[Data records]
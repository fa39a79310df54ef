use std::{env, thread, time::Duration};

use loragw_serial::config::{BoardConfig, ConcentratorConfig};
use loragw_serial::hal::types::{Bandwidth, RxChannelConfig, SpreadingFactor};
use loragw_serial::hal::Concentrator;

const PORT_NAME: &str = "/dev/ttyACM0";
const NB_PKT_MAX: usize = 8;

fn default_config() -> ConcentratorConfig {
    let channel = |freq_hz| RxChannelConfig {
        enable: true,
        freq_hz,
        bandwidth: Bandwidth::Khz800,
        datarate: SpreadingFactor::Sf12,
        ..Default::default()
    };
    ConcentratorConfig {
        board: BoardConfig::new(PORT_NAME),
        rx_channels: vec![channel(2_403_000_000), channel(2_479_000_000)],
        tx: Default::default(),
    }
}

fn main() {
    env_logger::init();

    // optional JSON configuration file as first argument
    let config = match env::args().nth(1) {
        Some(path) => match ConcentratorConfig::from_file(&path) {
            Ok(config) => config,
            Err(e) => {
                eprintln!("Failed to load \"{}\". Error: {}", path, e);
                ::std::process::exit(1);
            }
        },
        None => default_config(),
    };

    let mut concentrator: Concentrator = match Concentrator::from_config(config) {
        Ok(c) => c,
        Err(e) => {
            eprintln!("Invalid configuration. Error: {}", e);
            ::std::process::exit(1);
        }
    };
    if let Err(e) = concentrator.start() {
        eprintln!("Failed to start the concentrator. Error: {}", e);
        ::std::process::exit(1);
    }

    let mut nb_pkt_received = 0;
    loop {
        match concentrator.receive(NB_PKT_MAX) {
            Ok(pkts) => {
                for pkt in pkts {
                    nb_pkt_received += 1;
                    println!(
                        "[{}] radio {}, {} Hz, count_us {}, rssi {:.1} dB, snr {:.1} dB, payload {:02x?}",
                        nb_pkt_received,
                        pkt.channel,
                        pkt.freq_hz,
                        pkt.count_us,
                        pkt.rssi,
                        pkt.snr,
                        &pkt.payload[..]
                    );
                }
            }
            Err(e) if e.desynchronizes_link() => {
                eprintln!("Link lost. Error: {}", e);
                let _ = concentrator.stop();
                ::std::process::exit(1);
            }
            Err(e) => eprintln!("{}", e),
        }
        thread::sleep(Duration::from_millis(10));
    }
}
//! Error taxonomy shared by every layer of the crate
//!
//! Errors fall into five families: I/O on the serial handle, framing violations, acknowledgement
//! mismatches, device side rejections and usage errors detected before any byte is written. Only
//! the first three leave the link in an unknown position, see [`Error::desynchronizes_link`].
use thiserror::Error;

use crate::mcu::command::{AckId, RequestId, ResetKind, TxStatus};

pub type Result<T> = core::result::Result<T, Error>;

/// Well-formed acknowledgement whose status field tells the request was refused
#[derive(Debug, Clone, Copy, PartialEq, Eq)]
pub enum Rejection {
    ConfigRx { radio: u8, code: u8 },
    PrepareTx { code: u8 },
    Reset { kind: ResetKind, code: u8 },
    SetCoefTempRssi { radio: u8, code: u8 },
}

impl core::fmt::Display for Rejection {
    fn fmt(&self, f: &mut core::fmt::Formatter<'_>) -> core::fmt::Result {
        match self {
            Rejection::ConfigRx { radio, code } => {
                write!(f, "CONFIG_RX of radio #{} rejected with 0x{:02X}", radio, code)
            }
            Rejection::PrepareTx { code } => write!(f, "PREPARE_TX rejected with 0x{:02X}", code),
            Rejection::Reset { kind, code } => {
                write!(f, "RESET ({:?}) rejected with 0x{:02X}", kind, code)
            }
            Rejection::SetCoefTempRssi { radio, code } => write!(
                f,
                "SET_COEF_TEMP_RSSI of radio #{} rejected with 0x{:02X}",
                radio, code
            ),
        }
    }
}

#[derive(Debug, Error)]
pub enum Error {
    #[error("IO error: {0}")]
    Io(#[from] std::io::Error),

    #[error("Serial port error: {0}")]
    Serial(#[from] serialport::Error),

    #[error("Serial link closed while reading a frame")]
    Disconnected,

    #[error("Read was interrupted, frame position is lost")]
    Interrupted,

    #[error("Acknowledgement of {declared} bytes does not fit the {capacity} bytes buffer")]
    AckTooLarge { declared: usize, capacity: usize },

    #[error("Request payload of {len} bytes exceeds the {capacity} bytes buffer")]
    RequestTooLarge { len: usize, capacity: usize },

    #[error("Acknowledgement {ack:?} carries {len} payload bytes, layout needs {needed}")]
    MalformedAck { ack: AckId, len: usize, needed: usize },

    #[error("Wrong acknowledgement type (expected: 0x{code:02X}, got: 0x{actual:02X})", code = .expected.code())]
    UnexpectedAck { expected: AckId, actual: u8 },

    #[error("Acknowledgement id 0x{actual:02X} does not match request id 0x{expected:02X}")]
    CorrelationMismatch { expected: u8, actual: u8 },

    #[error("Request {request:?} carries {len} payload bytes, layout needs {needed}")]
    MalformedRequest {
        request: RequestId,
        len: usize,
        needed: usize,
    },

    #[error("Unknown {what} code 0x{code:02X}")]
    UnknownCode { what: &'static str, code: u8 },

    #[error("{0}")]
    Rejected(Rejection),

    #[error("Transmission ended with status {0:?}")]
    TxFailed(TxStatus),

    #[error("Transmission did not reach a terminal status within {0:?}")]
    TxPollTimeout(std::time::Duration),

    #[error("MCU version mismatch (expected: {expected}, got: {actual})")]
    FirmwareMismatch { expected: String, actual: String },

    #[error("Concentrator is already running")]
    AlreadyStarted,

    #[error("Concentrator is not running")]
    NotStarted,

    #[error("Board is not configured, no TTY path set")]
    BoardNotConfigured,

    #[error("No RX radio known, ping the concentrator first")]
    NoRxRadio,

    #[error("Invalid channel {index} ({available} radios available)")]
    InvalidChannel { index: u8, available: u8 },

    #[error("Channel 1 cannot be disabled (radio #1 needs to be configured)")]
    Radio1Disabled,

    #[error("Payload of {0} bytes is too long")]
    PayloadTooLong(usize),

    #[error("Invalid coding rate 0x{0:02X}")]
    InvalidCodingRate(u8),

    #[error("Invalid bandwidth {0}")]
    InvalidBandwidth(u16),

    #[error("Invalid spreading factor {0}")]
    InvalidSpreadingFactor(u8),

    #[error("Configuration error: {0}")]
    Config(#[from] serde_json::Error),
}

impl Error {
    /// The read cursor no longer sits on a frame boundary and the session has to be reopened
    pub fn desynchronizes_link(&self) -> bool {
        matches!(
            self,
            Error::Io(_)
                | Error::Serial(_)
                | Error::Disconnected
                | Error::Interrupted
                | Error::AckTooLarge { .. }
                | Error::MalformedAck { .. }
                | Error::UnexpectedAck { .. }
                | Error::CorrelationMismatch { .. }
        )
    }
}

> _Assignment_: Transcribe each of the records verbatim.

> _Your solution_:
repository fa39a79310df54ef
use std::{env, thread, time::Duration};

use loragw_serial::config::{BoardConfig, ConcentratorConfig};
use loragw_serial::hal::types::{Bandwidth, RxChannelConfig, SpreadingFactor};
use loragw_serial::hal::Concentrator;

const PORT_NAME: &str = "/dev/ttyACM0";
const NB_PKT_MAX: usize = 8;

fn default_config() -> ConcentratorConfig {
    let channel = |freq_hz| RxChannelConfig {
        enable: true,
        freq_hz,
        bandwidth: Bandwidth::Khz800,
        datarate: SpreadingFactor::Sf12,
        ..Default::default()
    };
    ConcentratorConfig {
        board: BoardConfig::new(PORT_NAME),
        rx_channels: vec![channel(2_403_000_000), channel(2_479_000_000)],
        tx: Default::default(),
    }
}

fn main() {
    env_logger::init();

    // optional JSON configuration file as first argument
    let config = match env::args().nth(1) {
        Some(path) => match ConcentratorConfig::from_file(&path) {
            Ok(config) => config,
            Err(e) => {
                eprintln!("Failed to load \"{}\". Error: {}", path, e);
                ::std::process::exit(1);
            }
        },
        None => default_config(),
    };

    let mut concentrator: Concentrator = match Concentrator::from_config(config) {
        Ok(c) => c,
        Err(e) => {
            eprintln!("Invalid configuration. Error: {}", e);
            ::std::process::exit(1);
        }
    };
    if let Err(e) = concentrator.start() {
        eprintln!("Failed to start the concentrator. Error: {}", e);
        ::std::process::exit(1);
    }

    let mut nb_pkt_received = 0;
    loop {
        match concentrator.receive(NB_PKT_MAX) {
            Ok(pkts) => {
                for pkt in pkts {
                    nb_pkt_received += 1;
                    println!(
                        "[{}] radio {}, {} Hz, count_us {}, rssi {:.1} dB, snr {:.1} dB, payload {:02x?}",
                        nb_pkt_received,
                        pkt.channel,
                        pkt.freq_hz,
                        pkt.count_us,
                        pkt.rssi,
                        pkt.snr,
                        &pkt.payload[..]
                    );
                }
            }
            Err(e) if e.desynchronizes_link() => {
                eprintln!("Link lost. Error: {}", e);
                let _ = concentrator.stop();
                ::std::process::exit(1);
            }
            Err(e) => eprintln!("{}", e),
        }
        thread::sleep(Duration::from_millis(10));
    }
}
//! Error taxonomy shared by every layer of the crate
//!
//! Errors fall into five families: I/O on the serial handle, framing violations, acknowledgement
//! mismatches, device side rejections and usage errors detected before any byte is written. Only
//! the first three leave the link in an unknown position, see [`Error::desynchronizes_link`].
use thiserror::Error;

use crate::mcu::command::{AckId, RequestId, ResetKind, TxStatus};

pub type Result<T> = core::result::Result<T, Error>;

/// Well-formed acknowledgement whose status field tells the request was refused
#[derive(Debug, Clone, Copy, PartialEq, Eq)]
pub enum Rejection {
    ConfigRx { radio: u8, code: u8 },
    PrepareTx { code: u8 },
    Reset { kind: ResetKind, code: u8 },
    SetCoefTempRssi { radio: u8, code: u8 },
}

impl core::fmt::Display for Rejection {
    fn fmt(&self, f: &mut core::fmt::Formatter<'_>) -> core::fmt::Result {
        match self {
            Rejection::ConfigRx { radio, code } => {
                write!(f, "CONFIG_RX of radio #{} rejected with 0x{:02X}", radio, code)
            }
            Rejection::PrepareTx { code } => write!(f, "PREPARE_TX rejected with 0x{:02X}", code),
            Rejection::Reset { kind, code } => {
                write!(f, "RESET ({:?}) rejected with 0x{:02X}", kind, code)
            }
            Rejection::SetCoefTempRssi { radio, code } => write!(
                f,
                "SET_COEF_TEMP_RSSI of radio #{} rejected with 0x{:02X}",
                radio, code
            ),
        }
    }
}

#[derive(Debug, Error)]
pub enum Error {
    #[error("IO error: {0}")]
    Io(#[from] std::io::Error),

    #[error("Serial port error: {0}")]
    Serial(#[from] serialport::Error),

    #[error("Serial link closed while reading a frame")]
    Disconnected,

    #[error("Read was interrupted, frame position is lost")]
    Interrupted,

    #[error("Acknowledgement of {declared} bytes does not fit the {capacity} bytes buffer")]
    AckTooLarge { declared: usize, capacity: usize },

    #[error("Request payload of {len} bytes exceeds the {capacity} bytes buffer")]
    RequestTooLarge { len: usize, capacity: usize },

    #[error("Acknowledgement {ack:?} carries {len} payload bytes, layout needs {needed}")]
    MalformedAck { ack: AckId, len: usize, needed: usize },

    #[error("Wrong acknowledgement type (expected: 0x{code:02X}, got: 0x{actual:02X})", code = .expected.code())]
    UnexpectedAck { expected: AckId, actual: u8 },

    #[error("Acknowledgement id 0x{actual:02X} does not match request id 0x{expected:02X}")]
    CorrelationMismatch { expected: u8, actual: u8 },

    #[error("Request {request:?} carries {len} payload bytes, layout needs {needed}")]
    MalformedRequest {
        request: RequestId,
        len: usize,
        needed: usize,
    },

    #[error("Unknown {what} code 0x{code:02X}")]
    UnknownCode { what: &'static str, code: u8 },

    #[error("{0}")]
    Rejected(Rejection),

    #[error("Transmission ended with status {0:?}")]
    TxFailed(TxStatus),

    #[error("Transmission did not reach a terminal status within {0:?}")]
    TxPollTimeout(std::time::Duration),

    #[error("MCU version mismatch (expected: {expected}, got: {actual})")]
    FirmwareMismatch { expected: String, actual: String },

    #[error("Concentrator is already running")]
    AlreadyStarted,

    #[error("Concentrator is not running")]
    NotStarted,

    #[error("Board is not configured, no TTY path set")]
    BoardNotConfigured,

    #[error("No RX radio known, ping the concentrator first")]
    NoRxRadio,

    #[error("Invalid channel {index} ({available} radios available)")]
    InvalidChannel { index: u8, available: u8 },

    #[error("Channel 1 cannot be disabled (radio #1 needs to be configured)")]
    Radio1Disabled,

    #[error("Payload of {0} bytes is too long")]
    PayloadTooLong(usize),

    #[error("Invalid coding rate 0x{0:02X}")]
    InvalidCodingRate(u8),

    #[error("Invalid bandwidth {0}")]
    InvalidBandwidth(u16),

    #[error("Invalid spreading factor {0}")]
    InvalidSpreadingFactor(u8),

    #[error("Configuration error: {0}")]
    Config(#[from] serde_json::Error),
}

impl Error {
    /// The read cursor no longer sits on a frame boundary and the session has to be reopened
    pub fn desynchronizes_link(&self) -> bool {
        matches!(
            self,
            Error::Io(_)
                | Error::Serial(_)
                | Error::Disconnected
                | Error::Interrupted
                | Error::AckTooLarge { .. }
                | Error::MalformedAck { .. }
                | Error::UnexpectedAck { .. }
                | Error::CorrelationMismatch { .. }
        )
    }
}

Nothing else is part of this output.